_EXERCISE REQUIREMENTS_
Your output should be the line with "empty cell clicked." followed by every remaining line of the entries, reproduced exactly.

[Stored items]
+++

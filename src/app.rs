use std::path::PathBuf;

use chrono::NaiveDate;
use tracing::{info, warn};

use roadmap_grid::config::{self, Config, Paths};
use roadmap_grid::interaction::{Commit, Outcome};
use roadmap_grid::io;
use roadmap_grid::model::{Board, CardId, LaneId, SprintId};
use roadmap_grid::sync::{LocalStore, SyncClient};
use roadmap_grid::{Planner, SyncEvent};

use crate::ui;
use crate::ui::dialogs::{CardEditor, LaneEditor, SprintEditor};

const BOARD_FILTER: (&str, &[&str]) = ("Roadmap Board", &["roadmap.json", "json"]);

/// Main application state.
pub struct RoadmapApp {
    pub planner: Planner,
    pub paths: Paths,
    pub file_path: Option<PathBuf>,
    pub selected_card: Option<CardId>,
    /// Target of "Add Card": the last empty cell clicked.
    pub selected_cell: Option<(LaneId, SprintId)>,

    // Dialog state
    pub sprint_editor: Option<SprintEditor>,
    pub lane_editor: Option<LaneEditor>,
    pub card_editor: Option<CardEditor>,
    pub show_about: bool,

    // Status message
    pub status_message: String,

    ctx: egui::Context,
}

fn today() -> NaiveDate {
    chrono::Local::now().date_naive()
}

+++

_PROBLEM SOLUTION_
    /// Target of "Add Card": the last empty cell clicked.
    pub selected_cell: Option<(LaneId, SprintId)>,

    // Dialog state
    pub sprint_editor: Option<SprintEditor>,
    pub lane_editor: Option<LaneEditor>,
    pub card_editor: Option<CardEditor>,
    pub show_about: bool,

    // Status message
    pub status_message: String,

    ctx: egui::Context,
}

fn today() -> NaiveDate {
    chrono::Local::now().date_naive()
}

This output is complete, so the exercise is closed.